There is a pond behind the meeting house in our town called the Children’s Pond. It’s a small body of water set under a canopy of pine, maple, and beech. If you look hard enough, you can spot Monadnock through the trees. By law, no one over the age of 15 is allowed to fish at the Children’s Pond. It is strictly reserved for the youth of our town; a small, safe, secluded place for them to go and enjoy a little fishing.
On the first weekend in May, our town recreation department holds an annual kids fishing derby. Natalie and Graeme were excited for this year’s, and we spent the entire week preparing. We pulled our rods out from the garage, and practiced casting in the driveway. Natalie and I spent several nights tying up some flies.

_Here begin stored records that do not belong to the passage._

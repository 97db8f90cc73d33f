//! Per-user digests of unread messages.

use convo_shared::{Key, OpContext, Result};

use crate::database::Database;
use crate::models::{Event, Message, Readable, Thread, User};

/// A parent whose messages can be summarized in a digest.
pub trait Digestable: Readable + Send + Sync {
    fn digest_key(&self) -> &Key;

    fn digest_name(&self) -> &str;
}

impl Digestable for Thread {
    fn digest_key(&self) -> &Key {
        &self.key
    }

    fn digest_name(&self) -> &str {
        &self.subject
    }
}

impl Digestable for Event {
    fn digest_key(&self) -> &Key {
        &self.key
    }

    fn digest_name(&self) -> &str {
        &self.name
    }
}

/// Unread messages under one parent, newest first.
#[derive(Debug, Clone)]
pub struct DigestItem {
    pub parent: Key,
    pub name: String,
    pub messages: Vec<Message>,
}

#[derive(Debug, Clone, Default)]
pub struct Digest {
    pub items: Vec<DigestItem>,
    /// Events starting soon, listed regardless of read state.
    pub upcoming: Vec<Event>,
}

impl Digest {
    pub fn is_empty(&self) -> bool {
        self.items.is_empty() && self.upcoming.is_empty()
    }
}

impl Database {
    /// Collect, per digestable, the messages `user` has not read. Parents
    /// with nothing unread are skipped.
    pub async fn generate_digest(
        &self,
        digestables: &[&dyn Digestable],
        user: &Key,
    ) -> Result<Vec<DigestItem>> {
        let mut items = Vec::new();
        for d in digestables {
            let unread: Vec<Message> = self
                .get_messages_by_parent(d.digest_key())
                .await
                .op("digest.generate")?
                .into_iter()
                .filter(|m| !m.is_read(user))
                .collect();
            if !unread.is_empty() {
                items.push(DigestItem {
                    parent: *d.digest_key(),
                    name: d.digest_name().to_string(),
                    messages: unread,
                });
            }
        }
        Ok(items)
    }

    /// Mark every digested message read by `user` in a single bulk write.
    pub async fn mark_digested_as_read(&self, items: &mut [DigestItem], user: &Key) -> Result<()> {
        let mut messages: Vec<Message> = items
            .iter_mut()
            .flat_map(|item| std::mem::take(&mut item.messages))
            .collect();
        self.mark_messages_read(&mut messages, user)
            .await
            .op("digest.mark_read")?;

        // Hand the updated messages back to their items.
        for message in messages {
            if let Some(item) = items.iter_mut().find(|i| i.parent == message.parent_key) {
                item.messages.push(message);
            }
        }
        Ok(())
    }

    /// Digest for `user` across every thread and event they can see whose
    /// parent they have not read, plus their upcoming events.
    pub async fn digest_for_user(&self, user: &User) -> Result<Digest> {
        let threads = self.get_threads_by_user(user).await.op("digest.user")?;
        let events = self.get_events_by_user(user).await.op("digest.user")?;

        let mut digestables: Vec<&dyn Digestable> = Vec::new();
        for thread in threads.iter().filter(|t| !t.is_read(&user.key)) {
            digestables.push(thread);
        }
        for event in events.iter().filter(|e| !e.is_read(&user.key)) {
            digestables.push(event);
        }

        let items = self.generate_digest(&digestables, &user.key).await?;
        let upcoming = events.iter().filter(|e| e.is_upcoming()).cloned().collect();
        Ok(Digest { items, upcoming })
    }
}

#[cfg(test)]
mod tests {
    use super::*;
    use crate::models::{EventDraft, Place};
    use chrono::{Duration, Utc};

    async fn user(db: &Database, first: &str) -> User {
        let u = User::invited(&format!("{}@example.com", first.to_lowercase()), first, "D").unwrap();
        db.create_user(&u).await.unwrap();
        u
    }

    #[tokio::test]
    async fn test_digest_then_mark_read_is_empty() {
        let (db, store) = Database::memory();
        let alice = user(&db, "Alice").await;
        let bob = user(&db, "Bob").await;

        let mut busy = db.create_thread("Busy", &alice, &[bob.clone()]).await.unwrap();
        db.add_thread_message(&alice, &mut busy, "one").await.unwrap();
        db.add_thread_message(&alice, &mut busy, "two").await.unwrap();
        let quiet = db.create_thread("Quiet", &alice, &[bob.clone()]).await.unwrap();

        let mut items = db
            .generate_digest(&[&busy, &quiet], &bob.key)
            .await
            .unwrap();
        assert_eq!(items.len(), 1);
        assert_eq!(items[0].name, "Busy");
        assert_eq!(items[0].messages.len(), 2);

        // The author already read their own messages.
        assert!(db
            .generate_digest(&[&busy], &alice.key)
            .await
            .unwrap()
            .is_empty());

        store.reset_stats();
        db.mark_digested_as_read(&mut items, &bob.key).await.unwrap();
        assert_eq!(store.stats().put_multis, 1);
        assert_eq!(items[0].messages.len(), 2);

        let again = db
            .generate_digest(&[&busy, &quiet], &bob.key)
            .await
            .unwrap();
        assert!(again.is_empty());
    }

    #[tokio::test]
    async fn test_digest_for_user_includes_upcoming_events() {
        let (db, _) = Database::memory();
        let alice = user(&db, "Alice").await;
        let bob = user(&db, "Bob").await;

        let mut soon = Event::new(
            EventDraft {
                name: "Brunch".into(),
                description: String::new(),
                place: Place::default(),
                timestamp: Utc::now() + Duration::hours(12),
                utc_offset: 0,
                guests_can_invite: false,
            },
            &alice,
            &[],
            &[bob.clone()],
        )
        .unwrap();
        db.create_event(&soon).await.unwrap();
        db.add_event_message(&alice, &mut soon, "Bring juice").await.unwrap();

        let mut read_thread = db.create_thread("Seen", &alice, &[bob.clone()]).await.unwrap();
        db.add_thread_message(&alice, &mut read_thread, "old news").await.unwrap();
        db.mark_thread_read(&mut read_thread, &bob.key).await.unwrap();

        let bob = db.get_user(&bob.key).await.unwrap();
        let digest = db.digest_for_user(&bob).await.unwrap();
        assert_eq!(digest.items.len(), 1);
        assert_eq!(digest.items[0].parent, soon.key);
        assert_eq!(digest.upcoming.len(), 1);
        assert!(!digest.is_empty());
    }
}
//! Out-of-band search indexing.

use async_trait::async_trait;
#[cfg(test)]
use tokio::sync::Mutex;

use convo_shared::Key;

/// Index maintenance runs after the store write has succeeded and never
/// fails the request.
#[async_trait]
pub trait SearchIndex: Send + Sync {
    async fn update(&self, key: &Key, document: serde_json::Value);

    async fn delete(&self, key: &Key);
}

/// Logs index operations instead of sending them anywhere.
#[derive(Debug, Default)]
pub struct LogSearch;

#[async_trait]
impl SearchIndex for LogSearch {
    async fn update(&self, key: &Key, document: serde_json::Value) {
        tracing::debug!(key = %key, fields = ?document.as_object().map(|o| o.len()), "search update");
    }

    async fn delete(&self, key: &Key) {
        tracing::debug!(key = %key, "search delete");
    }
}

#[cfg(test)]
#[derive(Debug, Clone, PartialEq)]
pub enum IndexOp {
    Update(Key),
    Delete(Key),
}

/// Records index operations for assertions.
#[cfg(test)]
#[derive(Debug, Default)]
pub struct RecordingSearch {
    ops: Mutex<Vec<IndexOp>>,
}

#[cfg(test)]
impl RecordingSearch {
    pub async fn ops(&self) -> Vec<IndexOp> {
        self.ops.lock().await.clone()
    }
}

#[cfg(test)]
#[async_trait]
impl SearchIndex for RecordingSearch {
    async fn update(&self, key: &Key, _document: serde_json::Value) {
        self.ops.lock().await.push(IndexOp::Update(*key));
    }

    async fn delete(&self, key: &Key) {
        self.ops.lock().await.push(IndexOp::Delete(*key));
    }
}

For years I was a member of a small club of fly fishermen down in Massachusetts. They taught me how to tie the kinds of flies needed for successfully fly fishing New England's myriad rivers. Wooly buggers, blood worms, prince nymphs, and crane fly larva were, and are, effective favorites. Natalie would often accompany me to these meetings, as they were held Monday nights after her dance lessons. She’d sit with me among the old timers, watching as we took feathers, flash, wire, and various hairs, and tied them onto hooks in attempts to create imitations of freshwater critters. Eventually, she got around to tying some herself. She created her own wonderfully zany and colorful patterns, many of which made her giggle.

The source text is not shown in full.